人越是堆積在一起,對外的攻擊寬度和被攻擊面積越不成比例;這也是魏越漸漸放棄虎步營,放棄重灌步兵超長槍戰術構想的原因之一……超長槍步軍戰術是窮人沒辦法才玩的事情,若自己經營好河套、幷州,雖然有人口劣勢,可騎兵優勢將是無與倫比的!

既然有主動性更強的騎兵戰術可以搞,為什麼還要為難自己去玩被動的步兵戰術?

步軍整列北,當魏越部以三排式大橫隊與叛軍最後的預備隊對沖接近二十步時,一時間前排騎士不分先後猜動左右踏弩,這是固定在馬鐙側旁,由腳控制扳機的攻擊武器。

踏弩只能保證弩箭向前飛去,不能保證射擊精度,故而越是密集的騎兵對沖,踏弩齊射爆發的打擊效果就越好。

這是手持弩騎兵在發展過程中被射速更高的弓騎兵取代後殘留下來的戰術,任何一支裝備豪華的精銳騎兵都會裝備踏弩,以追求臨陣接敵時的作戰優勢。踏弩一般由兩石、三石等輕量級的臂張弩改裝而成,戰場上騎兵脫離戰鬥後,便可以花費時間在馬上完成重新填裝和裝備。

至於重量級的腰張弩、踏張弩,根本無法安裝在馬腹兩側,實在是太大、太重,射擊時對馬匹的干擾又太大,所以都是選擇輕便的臂張弩改裝。

只是近百騎的一輪踏弩射擊不到二百枚弩矢飛出,打擊效果遠不如步軍陣列百套大黃弩齊射。

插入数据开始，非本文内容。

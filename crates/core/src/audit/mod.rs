//! Append-only audit trail.
//!
//! Every state mutation in the system is paired with exactly one audit
//! entry. Entries are immutable: the store boundary only exposes insert and
//! read operations, and nothing in this module updates or deletes an entry
//! once recorded.

pub mod builders;
pub mod error;
pub mod trail;
pub mod types;

pub use error::AuditError;
pub use trail::{AuditStore, AuditTrail};
pub use types::{
    AuditAction, AuditEntityType, AuditFilter, AuditLogEntry, AuditPage, NewAuditEntry,
};
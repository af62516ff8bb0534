//! Read-only reporting rollups.
//!
//! The aggregator composes the ledger summary with grouped transaction
//! sums. It owns no state, performs no mutation, and records no audit
//! entries; everything here is a pure function of what the stores return.

pub mod aggregator;
pub mod error;
pub mod types;

pub use aggregator::{percent_of, AnalyticsAggregator, AnalyticsStore};
pub use error::AnalyticsError;
pub use types::{
    AttributionBreakdown, AttributionShare, AttributionTotal, BusinessOverview, CategoryBreakdown,
    CategoryShare, CategoryTotal, PeriodTotal, TimeGranularity, TimeSeries, TimeSeriesPoint,
    TransactionTotals,
};
//! Ledger engine orchestrating balances and settlements.

use std::sync::Arc;

use chrono::Utc;
use patungan_shared::types::{BusinessId, MembershipId, SettlementId};
use rust_decimal::Decimal;

use super::balance::suggested_settlement;
use super::error::LedgerError;
use super::store::{BalanceSource, MembershipStore, SettlementStore, TransactionStore};
use super::types::{
    BalanceHistory, CreateSettlement, HistoryFilter, LedgerSummary, MemberBalance, MembershipInfo,
    Settlement, SettlementOutcome, SuggestedSettlement, TransactionKind,
};
use crate::audit::{AuditTrail, NewAuditEntry};

/// The ledger balance & settlement engine.
///
/// Balances are recomputed from source aggregates on every read; the engine
/// holds no state beyond its store handles.
#[derive(Clone)]
pub struct LedgerEngine {
    memberships: Arc<dyn MembershipStore>,
    balances: Arc<dyn BalanceSource>,
    transactions: Arc<dyn TransactionStore>,
    settlements: Arc<dyn SettlementStore>,
    audit: AuditTrail,
}

impl LedgerEngine {
    /// Creates a new engine over the injected stores.
    #[must_use]
    pub fn new(
        memberships: Arc<dyn MembershipStore>,
        balances: Arc<dyn BalanceSource>,
        transactions: Arc<dyn TransactionStore>,
        settlements: Arc<dyn SettlementStore>,
        audit: AuditTrail,
    ) -> Self {
        Self {
            memberships,
            balances,
            transactions,
            settlements,
            audit,
        }
    }

    /// Computes a member's current balance from the full history.
    ///
    /// # Errors
    ///
    /// Returns `MembershipNotFound` if the membership does not belong to
    /// the business; store errors propagate.
    pub async fn member_balance(
        &self,
        business_id: BusinessId,
        membership_id: MembershipId,
    ) -> Result<MemberBalance, LedgerError> {
        let membership = self.require_membership(business_id, membership_id).await?;
        self.balance_for(&membership).await
    }

    /// Computes the balance of every active membership and the business
    /// totals.
    pub async fn business_summary(
        &self,
        business_id: BusinessId,
    ) -> Result<LedgerSummary, LedgerError> {
        let memberships = self.memberships.active_memberships(business_id).await?;

        let mut balances = Vec::with_capacity(memberships.len());
        for membership in &memberships {
            balances.push(self.balance_for(membership).await?);
        }

        Ok(LedgerSummary::from_balances(balances))
    }

    /// The settlement that would zero a member's current balance, if any.
    ///
    /// Advisory only; nothing is created.
    pub async fn suggest_settlement(
        &self,
        business_id: BusinessId,
        membership_id: MembershipId,
    ) -> Result<Option<SuggestedSettlement>, LedgerError> {
        let balance = self.member_balance(business_id, membership_id).await?;
        Ok(suggested_settlement(balance.balance))
    }

    /// Validates and records a settlement, audits it, and returns the
    /// freshly recomputed balance.
    ///
    /// Validation happens before any write. When `expected_balance` is set
    /// the live balance is re-checked immediately before the insert, so two
    /// callers cannot both settle the same balance. A settlement whose
    /// audit record failed to write is rolled back and the audit error
    /// propagated: the mutation is not durably completed without it.
    pub async fn create_settlement(
        &self,
        input: CreateSettlement,
    ) -> Result<SettlementOutcome, LedgerError> {
        if input.amount <= Decimal::ZERO {
            return Err(LedgerError::InvalidAmount {
                amount: input.amount,
            });
        }

        let membership = self
            .require_membership(input.business_id, input.membership_id)
            .await?;

        if let Some(expected) = input.expected_balance {
            let current = self.balance_for(&membership).await?;
            if current.balance != expected {
                return Err(LedgerError::BalanceChanged {
                    expected,
                    actual: current.balance,
                });
            }
        }

        let settlement = Settlement {
            id: SettlementId::new(),
            business_id: input.business_id,
            membership_id: input.membership_id,
            direction: input.direction,
            amount: input.amount,
            note: input.note,
            settlement_date: input.settlement_date,
            created_by: input.created_by,
            created_at: Utc::now(),
        };

        self.settlements.insert_settlement(&settlement).await?;

        if let Err(audit_err) = self
            .audit
            .record(NewAuditEntry::settlement_created(&settlement))
            .await
        {
            // The settlement is not durable without its audit record.
            self.settlements.delete_settlement(settlement.id).await?;
            return Err(audit_err.into());
        }

        let new_balance = self.balance_for(&membership).await?;

        Ok(SettlementOutcome {
            settlement,
            new_balance,
        })
    }

    /// Windowed listing of everything affecting one member's balance.
    pub async fn balance_history(
        &self,
        business_id: BusinessId,
        membership_id: MembershipId,
        filter: &HistoryFilter,
    ) -> Result<BalanceHistory, LedgerError> {
        self.require_membership(business_id, membership_id).await?;

        let expenses = self
            .transactions
            .list_attributed(business_id, membership_id, TransactionKind::Expense, filter)
            .await?;
        let incomes = self
            .transactions
            .list_attributed(business_id, membership_id, TransactionKind::Income, filter)
            .await?;
        let settlements = self
            .settlements
            .list_settlements(business_id, membership_id, filter)
            .await?;

        Ok(BalanceHistory {
            expenses,
            incomes,
            settlements,
        })
    }

    async fn require_membership(
        &self,
        business_id: BusinessId,
        membership_id: MembershipId,
    ) -> Result<MembershipInfo, LedgerError> {
        self.memberships
            .find_membership(business_id, membership_id)
            .await?
            .ok_or(LedgerError::MembershipNotFound {
                business_id,
                membership_id,
            })
    }

    async fn balance_for(&self, membership: &MembershipInfo) -> Result<MemberBalance, LedgerError> {
        let totals = self
            .balances
            .balance_totals(membership.business_id, membership.id)
            .await?;

        Ok(MemberBalance::from_totals(
            membership.id,
            membership.display_name.clone(),
            totals.paid_out_of_pocket,
            totals.received_personally,
            totals.settlements_received,
            totals.settlements_paid,
        ))
    }
}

故,魏越視線中,在對沖交鋒前夕的一瞬,大約也就二三十騎因踏弩攻擊而受損,對對方衝鋒秩序干擾稍有效果而已,算不上致命性質的干擾。

這次對沖魏越與第二次對沖一樣,他依舊沒有接敵,對沖結束後衝鋒速度依舊,目標則是衝鋒前預定的叛軍戰旗、主將邪利!

魏越跟著衝鋒片刻,就察覺衝鋒速度下降,前排也無戰鬥痕跡。

心中奇怪,馬速降下後,左、右兩個百人將都向他靠攏,待馬速徹底停下後,之前的前隊百人將張桓抬臂指著西邊,粗聲道:“主公!宋武如期分兵夾攻,敵將邪利懼戰逃亡!”

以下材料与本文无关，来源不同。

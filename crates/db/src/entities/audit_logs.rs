//! `SeaORM` Entity for audit_logs table.
//!
//! Append-only: the repository layer exposes insert and read operations
//! only, and the migration adds no update triggers for this table.

use sea_orm::entity::prelude::*;
use serde::{Deserialize, Serialize};

#[derive(Clone, Debug, PartialEq, DeriveEntityModel, Eq, Serialize, Deserialize)]
#[sea_orm(table_name = "audit_logs")]
pub struct Model {
    #[sea_orm(primary_key, auto_increment = false)]
    pub id: Uuid,
    pub business_id: Uuid,
    pub action: String,
    pub entity_type: String,
    pub entity_id: Uuid,
    pub changes: Json,
    pub metadata: Json,
    pub actor_id: Uuid,
    pub created_at: DateTimeWithTimeZone,
}

#[derive(Copy, Clone, Debug, EnumIter, DeriveRelation)]
pub enum Relation {
    #[sea_orm(
        belongs_to = "super::businesses::Entity",
        from = "Column::BusinessId",
        to = "super::businesses::Column::Id"
    )]
    Businesses,
}

impl Related<super::businesses::Entity> for Entity {
    fn to() -> RelationDef {
        Relation::Businesses.def()
    }
}

impl ActiveModelBehavior for ActiveModel {}
//! Store traits for the ledger's persistence boundary.
//!
//! Each trait is an injected repository interface; the db crate provides
//! the PostgreSQL implementations and the tests run against in-memory
//! fakes.

use async_trait::async_trait;
use patungan_shared::types::{BusinessId, MembershipId, SettlementId};
use rust_decimal::Decimal;
use serde::{Deserialize, Serialize};

use super::types::{HistoryFilter, MembershipInfo, Settlement, TransactionKind, TransactionRecord};
use crate::store::StoreError;

/// Membership lookup boundary.
#[async_trait]
pub trait MembershipStore: Send + Sync {
    /// Finds a membership by (business, membership) pairing.
    ///
    /// Returns `None` when the membership does not exist or belongs to a
    /// different business.
    async fn find_membership(
        &self,
        business_id: BusinessId,
        membership_id: MembershipId,
    ) -> Result<Option<MembershipInfo>, StoreError>;

    /// Lists the active memberships of a business.
    async fn active_memberships(
        &self,
        business_id: BusinessId,
    ) -> Result<Vec<MembershipInfo>, StoreError>;
}

/// The four aggregates a member balance derives from.
///
/// Expense and income sums cover non-deleted transactions attributed to the
/// member; settlement sums are split by direction.
#[derive(Debug, Clone, Copy, Default, PartialEq, Eq, Serialize, Deserialize)]
pub struct BalanceTotals {
    /// Sum of non-deleted expenses the member paid out-of-pocket.
    pub paid_out_of_pocket: Decimal,
    /// Sum of non-deleted incomes the member received personally.
    pub received_personally: Decimal,
    /// Sum of business-to-member settlements.
    pub settlements_received: Decimal,
    /// Sum of member-to-business settlements.
    pub settlements_paid: Decimal,
}

/// Balance aggregate boundary.
#[async_trait]
pub trait BalanceSource: Send + Sync {
    /// Reads the four balance aggregates for one member.
    ///
    /// Implementations must serve all four sums from a single consistent
    /// snapshot (one read transaction), so a balance never mixes pre- and
    /// post-commit data from concurrent writers.
    async fn balance_totals(
        &self,
        business_id: BusinessId,
        membership_id: MembershipId,
    ) -> Result<BalanceTotals, StoreError>;
}

/// Expense/income listing boundary.
///
/// All queries exclude soft-deleted transactions.
#[async_trait]
pub trait TransactionStore: Send + Sync {
    /// Windowed listing of transactions of `kind` attributed to
    /// `membership_id`, newest first.
    async fn list_attributed(
        &self,
        business_id: BusinessId,
        membership_id: MembershipId,
        kind: TransactionKind,
        filter: &HistoryFilter,
    ) -> Result<Vec<TransactionRecord>, StoreError>;
}

/// Settlement boundary.
#[async_trait]
pub trait SettlementStore: Send + Sync {
    /// Windowed listing of a member's settlements, both directions, newest
    /// first.
    async fn list_settlements(
        &self,
        business_id: BusinessId,
        membership_id: MembershipId,
        filter: &HistoryFilter,
    ) -> Result<Vec<Settlement>, StoreError>;

    /// Persists a new settlement.
    async fn insert_settlement(&self, settlement: &Settlement) -> Result<(), StoreError>;

    /// Removes a settlement.
    ///
    /// This exists solely as the compensating rollback path for a failed
    /// audit write. Settlements have no other mutation surface.
    async fn delete_settlement(&self, id: SettlementId) -> Result<(), StoreError>;
}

說話間,宋武派來的那一個百人隊已降低馬速,開始向魏越這裡靠攏,尋求最新的戰鬥命令。

魏越眯眼看著那遠去、劇烈搖晃、擺動的戰旗,到現在他還腦子有些暈,竟然這麼快就打贏了,而且是決定性的勝利,勝利之快讓他有些反應不過來。

抬手解下面甲,才發現持續的高度專注戰鬥狀態極大的消耗了精神和體力,手臂痠軟無力,無法順利取下面甲,試了幾次都無功而返,索性放棄,回頭看一眼四散而逃,踐踏起無數煙塵的叛騎:“傳令!迫降叛軍,降者不殺!”

“令典韋部迅速脫甲休緩氣力,收攏降軍後,再打美稷!”

“再有,分出四百騎追殺邪利,逼迫此人逃遁左大部。不可追之過急,也不可讓此人逃入美稷。”

對於戰鬥勝利之速,魏越雖有心理準備可也有些反應不過來;對於戰鬥失敗,邪利也有心理準備,可沒想到會這麼快!

雙方主將如此,更別說中下層軍官、戰士了,他們的震撼更大,以至於極度悲觀的一些逃亡叛軍甚至主動勒馬,返身向漢騎靠攏,請降。